He said they have received no response. “This sadly has become the practice of this administration to routinely ignore members of Congress. That’s very disturbing to me and other members,” Cicilline said.


The congressman does not yet have any Republican support for his legislation, which would be needed for it to pass. “One would hope that shining light on this would be a bipartisan issue,” Cicilline said. Members of the House Republican leadership didn’t immediately return requests for comment.


The deregulation teams are part of Trump’s push to cut red tape across government, and have created a new avenue of influence for industries trying to kill rules they say hurt profits, depress job creation and raise prices. Environmental, consumer and other liberal groups have argued such regulations protect the public, keeping drinking water clean and roads safe, for example.


Among the appointees are Byron Brown, who is a member of the deregulation task force at the Environmental Protection Agency. He is married to a senior government affairs manager for the Hess Corporation, an oil and gas company regulated by the EPA.


The agency has declined to say whether Brown or his wife own shares in Hess, though an agency ethics official said Brown had recused himself from evaluating regulations affecting the company. The agency declined to say whether Brown would also recuse himself from issues affecting the American Petroleum Institute, where his wife’s company is a member. The association has lobbied to ease Obama-era natural gas rules, complaining in a recent letter to Brown’s team about an “unprecedented level of federal regulatory actions targeting our industry.”

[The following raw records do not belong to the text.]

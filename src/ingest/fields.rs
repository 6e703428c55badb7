//! Tolerant field lookup over upstream JSON objects.
//!
//! Upstream stores name the same field several ways (`LOCDATE`, `locatordate`,
//! `leaveDate`). Every helper here takes the list of accepted names and reads
//! the first one that holds a usable value.

use chrono::NaiveDate;
use rust_decimal::Decimal;
use serde_json::Value;

use crate::calculation::{parse_calendar_date, parse_clock_time};
use crate::models::{ClockTime, OwnerRef};

/// Object-id field names shared by every record kind.
pub const OBJECT_ID_FIELDS: &[&str] = &["emp_objid", "EMP_OBJID", "objid", "OBJID"];

/// User-id field names shared by every record kind.
pub const USER_ID_FIELDS: &[&str] = &["USERID", "userid", "user_id", "userId", "LOCUSERID"];

/// Returns the field called `name`.
///
/// An exact match wins; otherwise the first key equal to `name` ignoring
/// ASCII case is used, so `isrecurring` answers for `isRecurring`.
pub fn field<'v>(value: &'v Value, name: &str) -> Option<&'v Value> {
    value.get(name).or_else(|| {
        value
            .as_object()?
            .iter()
            .find(|(key, _)| key.eq_ignore_ascii_case(name))
            .map(|(_, field)| field)
    })
}

/// Returns the first field among `names` that is present and not null.
pub fn lookup<'v>(value: &'v Value, names: &[&str]) -> Option<&'v Value> {
    names
        .iter()
        .filter_map(|name| field(value, name))
        .find(|field| !field.is_null())
}

/// Reads a field as trimmed, non-empty text. Numbers are rendered as text.
pub fn text(value: &Value, names: &[&str]) -> Option<String> {
    names
        .iter()
        .filter_map(|name| field(value, name))
        .find_map(scalar_text)
}

/// Renders a string or number field as trimmed, non-empty text.
pub fn scalar_text(field: &Value) -> Option<String> {
    match field {
        Value::String(s) => {
            let s = s.trim();
            (!s.is_empty()).then(|| s.to_string())
        }
        Value::Number(n) => Some(n.to_string()),
        _ => None,
    }
}

/// Reads a boolean-ish field: `true`, `1`, `"1"`, `"true"`, `"yes"`, `"y"`.
pub fn flag(value: &Value, names: &[&str]) -> bool {
    match lookup(value, names) {
        Some(Value::Bool(b)) => *b,
        Some(Value::Number(n)) => n.as_i64().is_some_and(|n| n != 0),
        Some(Value::String(s)) => matches!(
            s.trim().to_ascii_lowercase().as_str(),
            "1" | "true" | "yes" | "y"
        ),
        _ => false,
    }
}

/// Reads a decimal field stored as a number or numeric string.
pub fn decimal(value: &Value, names: &[&str]) -> Option<Decimal> {
    text(value, names).and_then(|raw| raw.parse().ok())
}

/// Reads a clock-time field.
///
/// Accepts bare times (`08:00`, `8:00:00`), twelve-hour times (`8:00 AM`)
/// and full timestamps. `-` and blank values read as no time.
pub fn clock(value: &Value, names: &[&str]) -> Option<ClockTime> {
    let raw = text(value, names)?;
    if raw == "-" {
        return None;
    }
    parse_meridiem(&raw).or_else(|| parse_clock_time(&raw))
}

fn parse_meridiem(raw: &str) -> Option<ClockTime> {
    let upper = raw.to_ascii_uppercase();
    let (body, afternoon) = if let Some(body) = upper.strip_suffix("PM") {
        (body, true)
    } else if let Some(body) = upper.strip_suffix("AM") {
        (body, false)
    } else {
        return None;
    };
    let time = ClockTime::parse_hm(body.trim())?;
    let hour = match (time.hour(), afternoon) {
        (0, _) | (13.., _) => return None,
        (12, false) => 0,
        (12, true) => 12,
        (h, true) => h + 12,
        (h, false) => h,
    };
    ClockTime::from_hm(hour, time.minute())
}

/// Reads a single calendar date from the first field that parses.
pub fn date(value: &Value, names: &[&str]) -> Option<NaiveDate> {
    names
        .iter()
        .filter_map(|name| field(value, name))
        .filter_map(scalar_text)
        .find_map(|raw| parse_calendar_date(&raw))
}

/// Collects the dates held by the first field among `names` that yields any.
///
/// A field may be a single date string, a comma- or semicolon-separated
/// list, a JSON array (of strings or of objects carrying a `date`-like
/// field), or a string holding such an array. Unreadable entries are
/// skipped. The result is sorted and free of duplicates.
pub fn dates(value: &Value, names: &[&str]) -> Vec<NaiveDate> {
    for name in names {
        let Some(raw) = field(value, name) else {
            continue;
        };
        let mut found = Vec::new();
        collect_dates(raw, &mut found);
        if !found.is_empty() {
            found.sort();
            found.dedup();
            return found;
        }
    }
    Vec::new()
}

const NESTED_DATE_FIELDS: &[&str] = &[
    "date",
    "travel_date",
    "traveldate",
    "leavedate",
    "deducteddate",
    "cdodate",
];

fn collect_dates(field: &Value, out: &mut Vec<NaiveDate>) {
    match field {
        Value::Array(items) => {
            for item in items {
                collect_dates(item, out);
            }
        }
        Value::Object(_) => {
            if let Some(date) = date(field, NESTED_DATE_FIELDS) {
                out.push(date);
            }
        }
        Value::String(raw) => {
            let raw = raw.trim();
            if raw.starts_with('[') {
                if let Ok(parsed) = serde_json::from_str::<Value>(raw) {
                    collect_dates(&parsed, out);
                }
                return;
            }
            out.extend(
                raw.split([',', ';'])
                    .filter_map(|piece| parse_calendar_date(piece.trim())),
            );
        }
        _ => {}
    }
}

/// Reads the owner identifiers of a record.
pub fn owner(value: &Value) -> OwnerRef {
    OwnerRef {
        object_id: text(value, OBJECT_ID_FIELDS),
        user_id: text(value, USER_ID_FIELDS),
    }
}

Before she led the deregulation team at the Department of Housing and Urban Development, Maren Kasper was a director at Roofstock, an online marketplace for investors in single-family rental properties. Financial disclosure records show that Kasper owned a stake in the company worth up to $50,000.


Changes at HUD could increase investor interest in rental homes, affecting a company like Roofstock. The agency, for example, oversees the federal government’s Section 8 subsidies program for low-income renters. Ethics officials allowed Kasper to keep her stake during her short tenure on the task force, but she pledged not to take actions that would affect the company.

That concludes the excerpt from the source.